(GIVEN DATA)

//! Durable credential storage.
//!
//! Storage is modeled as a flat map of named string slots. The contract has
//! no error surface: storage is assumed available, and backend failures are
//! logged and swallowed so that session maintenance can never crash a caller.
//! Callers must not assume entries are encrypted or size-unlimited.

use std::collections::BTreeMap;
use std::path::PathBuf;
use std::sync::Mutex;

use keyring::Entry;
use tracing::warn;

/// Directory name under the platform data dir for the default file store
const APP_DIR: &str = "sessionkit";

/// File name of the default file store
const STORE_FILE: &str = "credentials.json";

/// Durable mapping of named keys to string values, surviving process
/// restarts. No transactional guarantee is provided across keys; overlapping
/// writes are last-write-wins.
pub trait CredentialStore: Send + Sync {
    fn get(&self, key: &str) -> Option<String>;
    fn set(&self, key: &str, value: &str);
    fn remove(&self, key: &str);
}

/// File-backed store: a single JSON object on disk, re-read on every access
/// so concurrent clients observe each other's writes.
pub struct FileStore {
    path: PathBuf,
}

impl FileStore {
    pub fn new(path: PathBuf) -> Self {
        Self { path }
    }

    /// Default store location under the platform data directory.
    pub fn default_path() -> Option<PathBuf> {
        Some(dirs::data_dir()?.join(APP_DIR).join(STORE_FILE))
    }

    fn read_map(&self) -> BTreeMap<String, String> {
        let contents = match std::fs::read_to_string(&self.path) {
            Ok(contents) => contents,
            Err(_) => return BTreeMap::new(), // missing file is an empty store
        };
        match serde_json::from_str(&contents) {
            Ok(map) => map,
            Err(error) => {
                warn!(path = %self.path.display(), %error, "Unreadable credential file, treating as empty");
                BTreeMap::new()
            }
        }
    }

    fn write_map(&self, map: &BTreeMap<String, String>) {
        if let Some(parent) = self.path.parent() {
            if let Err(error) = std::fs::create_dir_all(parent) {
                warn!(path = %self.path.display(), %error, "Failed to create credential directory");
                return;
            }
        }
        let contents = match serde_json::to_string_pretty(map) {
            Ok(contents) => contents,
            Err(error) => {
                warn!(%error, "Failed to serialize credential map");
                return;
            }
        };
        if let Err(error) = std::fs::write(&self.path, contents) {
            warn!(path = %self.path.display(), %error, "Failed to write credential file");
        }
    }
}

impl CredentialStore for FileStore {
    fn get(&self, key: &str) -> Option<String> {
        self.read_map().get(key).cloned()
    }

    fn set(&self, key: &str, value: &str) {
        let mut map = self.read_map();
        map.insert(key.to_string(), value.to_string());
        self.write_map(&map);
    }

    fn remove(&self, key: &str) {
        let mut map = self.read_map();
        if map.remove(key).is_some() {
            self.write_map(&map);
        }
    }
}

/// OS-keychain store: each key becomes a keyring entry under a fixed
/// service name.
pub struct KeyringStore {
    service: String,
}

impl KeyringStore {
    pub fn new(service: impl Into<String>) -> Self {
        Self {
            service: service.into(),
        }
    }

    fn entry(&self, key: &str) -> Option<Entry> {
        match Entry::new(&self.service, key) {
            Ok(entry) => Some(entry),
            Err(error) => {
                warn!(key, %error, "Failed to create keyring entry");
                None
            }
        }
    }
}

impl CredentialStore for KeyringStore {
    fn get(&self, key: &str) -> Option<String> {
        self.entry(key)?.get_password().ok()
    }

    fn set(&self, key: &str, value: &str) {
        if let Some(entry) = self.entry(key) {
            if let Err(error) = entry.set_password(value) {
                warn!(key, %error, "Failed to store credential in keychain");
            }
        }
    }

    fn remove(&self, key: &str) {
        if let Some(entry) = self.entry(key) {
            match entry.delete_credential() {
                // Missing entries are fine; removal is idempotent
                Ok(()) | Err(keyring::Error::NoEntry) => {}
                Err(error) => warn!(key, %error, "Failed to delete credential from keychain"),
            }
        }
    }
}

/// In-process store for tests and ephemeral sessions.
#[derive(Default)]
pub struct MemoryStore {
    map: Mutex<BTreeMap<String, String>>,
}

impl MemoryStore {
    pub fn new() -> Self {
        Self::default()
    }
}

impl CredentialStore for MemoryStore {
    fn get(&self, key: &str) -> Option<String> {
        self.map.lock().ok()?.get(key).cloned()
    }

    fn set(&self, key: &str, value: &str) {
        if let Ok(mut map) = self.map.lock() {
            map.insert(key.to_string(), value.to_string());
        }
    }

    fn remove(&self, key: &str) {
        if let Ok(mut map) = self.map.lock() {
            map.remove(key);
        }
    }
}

(End GIVEN DATA)
(GIVEN DATA)

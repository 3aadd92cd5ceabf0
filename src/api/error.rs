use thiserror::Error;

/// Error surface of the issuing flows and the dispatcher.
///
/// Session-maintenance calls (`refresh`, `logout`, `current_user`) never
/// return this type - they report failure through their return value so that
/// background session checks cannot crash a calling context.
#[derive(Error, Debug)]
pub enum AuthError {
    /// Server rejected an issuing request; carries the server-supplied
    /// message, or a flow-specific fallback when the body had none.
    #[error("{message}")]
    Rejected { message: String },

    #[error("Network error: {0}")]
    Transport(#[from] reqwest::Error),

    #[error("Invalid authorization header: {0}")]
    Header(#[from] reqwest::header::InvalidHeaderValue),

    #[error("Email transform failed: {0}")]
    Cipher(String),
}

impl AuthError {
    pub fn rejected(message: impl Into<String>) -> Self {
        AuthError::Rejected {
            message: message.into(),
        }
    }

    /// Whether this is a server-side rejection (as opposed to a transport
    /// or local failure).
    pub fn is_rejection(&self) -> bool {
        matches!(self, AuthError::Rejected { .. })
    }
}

(End GIVEN DATA)

EXERCISE BRIEF
Wherever the string "Mutex" appears in the entries, copy that line.

TASK RESULT
use std::sync::Mutex;
    map: Mutex<BTreeMap<String, String>>,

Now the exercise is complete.